Serie des Klimaschutzmanagements der Stadt Pohlheim zu Natur und Biodiversität – Folge 6

Die Stadt Pohlheim möchte ihre Natur und Biodiversität erhalten und fördern. Dazu gehört es, nicht alle Flächen zu mähen, aber diese auch nicht verwildern zu lassen.

Wiesen werden durch Beweidung oder Mahd erhalten, denn ohne diese würden sie verbuschen und irgendwann ein Wald entstehen. Durch das Schneiden werden gewisse Pflanzenarten, z. B. Gräser, reduziert und langsamer wachsende wie Stauden, gefördert.

• Es sollte immer mosaikartig gemäht werden, also immer ein Teil der Wiese stehen gelassen werden, um einen Ersatzlebensraum, z. B. für Insekten, zu erhalten. Lassen Sie Ihrer Fantasie freien Lauf, lassen Sie Streifen oder Blühinseln stehen. 

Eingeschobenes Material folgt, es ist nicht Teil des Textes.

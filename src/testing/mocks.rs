//! Mock implementations for testing
//!
//! [`MockTransport`] behaves like a single-client broker: publishes to a
//! filter the client itself subscribed to loop back as inbound deliveries,
//! and link loss is driven through the same [`LinkSupervisor`] the MQTT
//! transport uses.

use crate::error::MessagingError;
use crate::protocol::{
    topic_matches, DeliveryMetadata, Event, InboundMessage, OutboundMessage, QoS, TopicPattern,
};
use crate::routing::{EventHandler, HandlerError};
use crate::transport::mqtt::{ConnectionEvent, LinkDecision, LinkSupervisor, ReconnectPolicy};
use crate::transport::{ConnectionState, Transport};
use async_trait::async_trait;
use std::collections::BTreeMap;
use std::sync::atomic::{AtomicBool, AtomicU16, AtomicUsize, Ordering};
use std::sync::{Mutex as StdMutex, MutexGuard};
use std::time::Duration;
use tokio::sync::{mpsc, oneshot, watch, Mutex};

fn lock<T>(mutex: &StdMutex<T>) -> MutexGuard<'_, T> {
    mutex.lock().unwrap_or_else(|poisoned| poisoned.into_inner())
}

/// Reconnection policy with delays short enough for tests
pub fn fast_reconnect_policy(max_attempts: u32) -> ReconnectPolicy {
    ReconnectPolicy {
        max_attempts,
        initial_delay: Duration::from_millis(5),
        max_delay: Duration::from_millis(20),
    }
}

/// In-process transport for testing
pub struct MockTransport {
    supervisor: StdMutex<LinkSupervisor>,
    state_tx: watch::Sender<ConnectionState>,
    fail_connect: AtomicBool,
    fail_publish: AtomicBool,
    fail_subscribe: AtomicBool,
    loopback: bool,
    filters: StdMutex<BTreeMap<String, QoS>>,
    subscribe_requests: StdMutex<Vec<String>>,
    inbound: StdMutex<Option<mpsc::Sender<InboundMessage>>>,
    lost_tx: StdMutex<Option<oneshot::Sender<MessagingError>>>,
    lost_rx: StdMutex<Option<oneshot::Receiver<MessagingError>>>,
    next_message_id: AtomicU16,
    published: Mutex<Vec<OutboundMessage>>,
    acknowledged: Mutex<Vec<InboundMessage>>,
}

impl Default for MockTransport {
    fn default() -> Self {
        Self::with_policy(Some(fast_reconnect_policy(3)))
    }
}

impl MockTransport {
    pub fn new() -> Self {
        Self::default()
    }

    /// Mock whose reconnection follows `policy`
    pub fn with_policy(policy: Option<ReconnectPolicy>) -> Self {
        let (state_tx, _) = watch::channel(ConnectionState::Disconnected);
        let (lost_tx, lost_rx) = oneshot::channel();
        Self {
            supervisor: StdMutex::new(LinkSupervisor::new(policy)),
            state_tx,
            fail_connect: AtomicBool::new(false),
            fail_publish: AtomicBool::new(false),
            fail_subscribe: AtomicBool::new(false),
            loopback: true,
            filters: StdMutex::new(BTreeMap::new()),
            subscribe_requests: StdMutex::new(Vec::new()),
            inbound: StdMutex::new(None),
            lost_tx: StdMutex::new(Some(lost_tx)),
            lost_rx: StdMutex::new(Some(lost_rx)),
            next_message_id: AtomicU16::new(1),
            published: Mutex::new(Vec::new()),
            acknowledged: Mutex::new(Vec::new()),
        }
    }

    /// Mock whose broker refuses every connection
    pub fn with_failure() -> Self {
        let transport = Self::new();
        transport.fail_connect.store(true, Ordering::SeqCst);
        transport
    }

    /// Mock that records publishes without delivering them back
    pub fn without_loopback() -> Self {
        Self {
            loopback: false,
            ..Self::new()
        }
    }

    pub fn set_publish_failure(&self, fail: bool) {
        self.fail_publish.store(fail, Ordering::SeqCst);
    }

    pub fn set_subscribe_failure(&self, fail: bool) {
        self.fail_subscribe.store(fail, Ordering::SeqCst);
    }

    pub async fn published(&self) -> Vec<OutboundMessage> {
        self.published.lock().await.clone()
    }

    pub async fn acknowledged(&self) -> Vec<InboundMessage> {
        self.acknowledged.lock().await.clone()
    }

    /// Filters currently registered with the simulated broker
    pub fn broker_filters(&self) -> Vec<(String, QoS)> {
        lock(&self.filters)
            .iter()
            .map(|(filter, qos)| (filter.clone(), *qos))
            .collect()
    }

    /// Every SUBSCRIBE sent to the simulated broker, replays included
    pub fn subscribe_requests(&self) -> Vec<String> {
        lock(&self.subscribe_requests).clone()
    }

    pub fn reconnect_count(&self) -> u32 {
        lock(&self.supervisor).health().reconnect_count
    }

    /// Deliver a message as if the broker had sent it
    ///
    /// Returns false when no inbound sender is attached.
    pub async fn deliver(&self, message: InboundMessage) -> bool {
        let sender = lock(&self.inbound).clone();
        match sender {
            Some(sender) => sender.send(message).await.is_ok(),
            None => false,
        }
    }

    /// Deliver a raw payload on `topic`, assigning a packet id for QoS 1/2
    pub async fn deliver_raw(&self, topic: &str, payload: &[u8], qos: QoS) -> bool {
        let message = self.stamp(InboundMessage::new(topic, payload.to_vec(), qos), false);
        self.deliver(message).await
    }

    /// Simulate an unsolicited link loss
    ///
    /// The broker stays unreachable for `failed_attempts` reconnection
    /// attempts and then accepts the session again. Backoff delays are slept
    /// for real. Returns the final decision: `Established { resumed: true }`
    /// on recovery or `GiveUp` once the policy is exhausted.
    pub async fn simulate_outage(&self, failed_attempts: u32) -> LinkDecision {
        let mut remaining_failures = failed_attempts;
        let mut decision = self.apply(ConnectionEvent::LinkLost("connection reset".into()));

        loop {
            match decision {
                LinkDecision::Retry { delay, .. } => {
                    tokio::time::sleep(delay).await;
                    decision = if remaining_failures > 0 {
                        remaining_failures -= 1;
                        self.apply(ConnectionEvent::LinkLost("broker unreachable".into()))
                    } else {
                        self.apply(ConnectionEvent::ConnAckReceived)
                    };
                }
                LinkDecision::Established { .. } => {
                    self.replay_subscriptions();
                    return decision;
                }
                LinkDecision::GiveUp { attempts, ref reason } => {
                    let error = MessagingError::ConnectionLost {
                        attempts,
                        reason: reason.clone(),
                    };
                    if let Some(lost_tx) = lock(&self.lost_tx).take() {
                        let _ = lost_tx.send(error);
                    }
                    return decision;
                }
                other => return other,
            }
        }
    }

    fn apply(&self, event: ConnectionEvent) -> LinkDecision {
        let mut supervisor = lock(&self.supervisor);
        let decision = supervisor.on_event(event);
        self.state_tx.send_replace(supervisor.state());
        decision
    }

    fn replay_subscriptions(&self) {
        let filters: Vec<String> = lock(&self.filters).keys().cloned().collect();
        lock(&self.subscribe_requests).extend(filters);
    }

    fn stamp(&self, message: InboundMessage, retain: bool) -> InboundMessage {
        let message_id = if message.qos.requires_ack() {
            self.next_message_id.fetch_add(1, Ordering::SeqCst)
        } else {
            0
        };
        message.with_metadata(DeliveryMetadata {
            message_id,
            duplicate: false,
            retain,
        })
    }

    /// Highest QoS granted among the filters matching `topic`
    fn loopback_qos(&self, topic: &str) -> Option<QoS> {
        lock(&self.filters)
            .iter()
            .filter(|(filter, _)| topic_matches(topic, filter))
            .map(|(_, qos)| *qos)
            .max_by_key(|qos| qos.level())
    }

    fn ensure_connected(&self) -> Result<(), MessagingError> {
        match self.state() {
            ConnectionState::Connected => Ok(()),
            state => Err(MessagingError::NotConnected { state }),
        }
    }
}

#[async_trait]
impl Transport for MockTransport {
    async fn connect(&self) -> Result<(), MessagingError> {
        if self.state() == ConnectionState::Connected {
            return Ok(());
        }

        self.apply(ConnectionEvent::ConnectRequested);
        if self.fail_connect.load(Ordering::SeqCst) {
            let decision = self.apply(ConnectionEvent::LinkLost("connection refused".into()));
            let reason = match decision {
                LinkDecision::ConnectFailed { reason } => reason,
                _ => "connection refused".to_string(),
            };
            return Err(MessagingError::connection(reason));
        }

        self.apply(ConnectionEvent::ConnAckReceived);
        self.replay_subscriptions();
        Ok(())
    }

    async fn disconnect(&self) -> Result<(), MessagingError> {
        self.apply(ConnectionEvent::ShutdownRequested);
        self.apply(ConnectionEvent::ShutdownComplete);
        lock(&self.filters).clear();
        Ok(())
    }

    async fn subscribe(&self, pattern: &TopicPattern, qos: QoS) -> Result<(), MessagingError> {
        if self.fail_subscribe.load(Ordering::SeqCst) {
            return Err(MessagingError::transport("mock subscribe failure"));
        }
        lock(&self.filters).insert(pattern.as_str().to_string(), qos);
        if self.is_connected() {
            lock(&self.subscribe_requests).push(pattern.as_str().to_string());
        }
        Ok(())
    }

    async fn unsubscribe(&self, pattern: &TopicPattern) -> Result<(), MessagingError> {
        lock(&self.filters).remove(pattern.as_str());
        Ok(())
    }

    async fn publish(&self, message: OutboundMessage) -> Result<(), MessagingError> {
        self.ensure_connected()?;
        if self.fail_publish.load(Ordering::SeqCst) {
            return Err(MessagingError::transport("mock publish failure"));
        }

        self.published.lock().await.push(message.clone());

        if self.loopback {
            if let Some(granted) = self.loopback_qos(&message.topic) {
                let qos = message.qos.min(granted);
                let inbound = InboundMessage::new(message.topic, message.payload, qos);
                let inbound = self.stamp(inbound, message.retain);
                self.deliver(inbound).await;
            }
        }
        Ok(())
    }

    async fn acknowledge(&self, message: &InboundMessage) -> Result<(), MessagingError> {
        if !message.qos.requires_ack() {
            return Ok(());
        }
        self.ensure_connected()?;
        self.acknowledged.lock().await.push(message.clone());
        Ok(())
    }

    fn state(&self) -> ConnectionState {
        *self.state_tx.borrow()
    }

    fn watch_state(&self) -> watch::Receiver<ConnectionState> {
        self.state_tx.subscribe()
    }

    fn set_inbound_sender(&self, sender: mpsc::Sender<InboundMessage>) {
        *lock(&self.inbound) = Some(sender);
    }

    fn take_connection_lost(&self) -> Option<oneshot::Receiver<MessagingError>> {
        lock(&self.lost_rx).take()
    }
}

/// Handler that records every event it receives
pub struct RecordingHandler<E> {
    events: Mutex<Vec<E>>,
    delay: Option<Duration>,
}

impl<E> Default for RecordingHandler<E> {
    fn default() -> Self {
        Self {
            events: Mutex::new(Vec::new()),
            delay: None,
        }
    }
}

impl<E: Clone + Send + 'static> RecordingHandler<E> {
    pub fn new() -> Self {
        Self::default()
    }

    /// Sleep `delay` before recording each event
    pub fn with_delay(delay: Duration) -> Self {
        Self {
            events: Mutex::new(Vec::new()),
            delay: Some(delay),
        }
    }

    pub async fn events(&self) -> Vec<E> {
        self.events.lock().await.clone()
    }

    /// Wait until at least `count` events were recorded
    pub async fn wait_for(&self, count: usize, timeout: Duration) -> bool {
        let deadline = tokio::time::Instant::now() + timeout;
        loop {
            if self.events.lock().await.len() >= count {
                return true;
            }
            if tokio::time::Instant::now() >= deadline {
                return false;
            }
            tokio::time::sleep(Duration::from_millis(5)).await;
        }
    }
}

#[async_trait]
impl<E: Event + Clone> EventHandler<E> for RecordingHandler<E> {
    async fn handle(&self, event: E) -> Result<(), HandlerError> {
        if let Some(delay) = self.delay {
            tokio::time::sleep(delay).await;
        }
        self.events.lock().await.push(event);
        Ok(())
    }
}

/// Handler that always fails
#[derive(Debug, Default)]
pub struct FailingHandler {
    calls: AtomicUsize,
}

impl FailingHandler {
    pub fn new() -> Self {
        Self::default()
    }

    pub fn calls(&self) -> usize {
        self.calls.load(Ordering::SeqCst)
    }
}

#[async_trait]
impl<E: Event> EventHandler<E> for FailingHandler {
    async fn handle(&self, _event: E) -> Result<(), HandlerError> {
        self.calls.fetch_add(1, Ordering::SeqCst);
        Err(HandlerError::failed("simulated handler failure"))
    }
}

/// Handler that panics on every call
#[derive(Debug, Default)]
pub struct PanickingHandler {
    calls: AtomicUsize,
}

impl PanickingHandler {
    pub fn new() -> Self {
        Self::default()
    }

    pub fn calls(&self) -> usize {
        self.calls.load(Ordering::SeqCst)
    }
}

#[async_trait]
impl<E: Event> EventHandler<E> for PanickingHandler {
    async fn handle(&self, _event: E) -> Result<(), HandlerError> {
        self.calls.fetch_add(1, Ordering::SeqCst);
        panic!("simulated handler panic");
    }
}

/// Poll `condition` until it holds or `timeout` elapses
pub async fn eventually<F>(timeout: Duration, mut condition: F) -> bool
where
    F: FnMut() -> bool,
{
    let deadline = tokio::time::Instant::now() + timeout;
    while tokio::time::Instant::now() < deadline {
        if condition() {
            return true;
        }
        tokio::time::sleep(Duration::from_millis(5)).await;
    }
    condition()
}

• Teilflächen und Zeitpunkte der Mahd sollten wechseln, um unterschiedliche Arten zu fördern.

• Besonders wichtig: Niemals von außen nach innen mähen, sondern von innen nach außen oder von einer Seite aus. So wird verhindert, dass alle Tiere nach innen getrieben werden, um letztendlich doch noch geschreddert zu werden!

• Benutzt wird im besten Fall ein Balkenmäher oder eine Sense und das Mähgut wird
 abgeräumt. Abzusehen ist von Mulchmähern!

• Schnitthöhe 10 Zentimeter oder mehr.

• Alle Tipps gelten auch für den privaten Garten.

Eine dieser Wiesen können Sie in Watzenborn-Steinberg, Asterweg/Ecke Leipziger Straße, begutachten.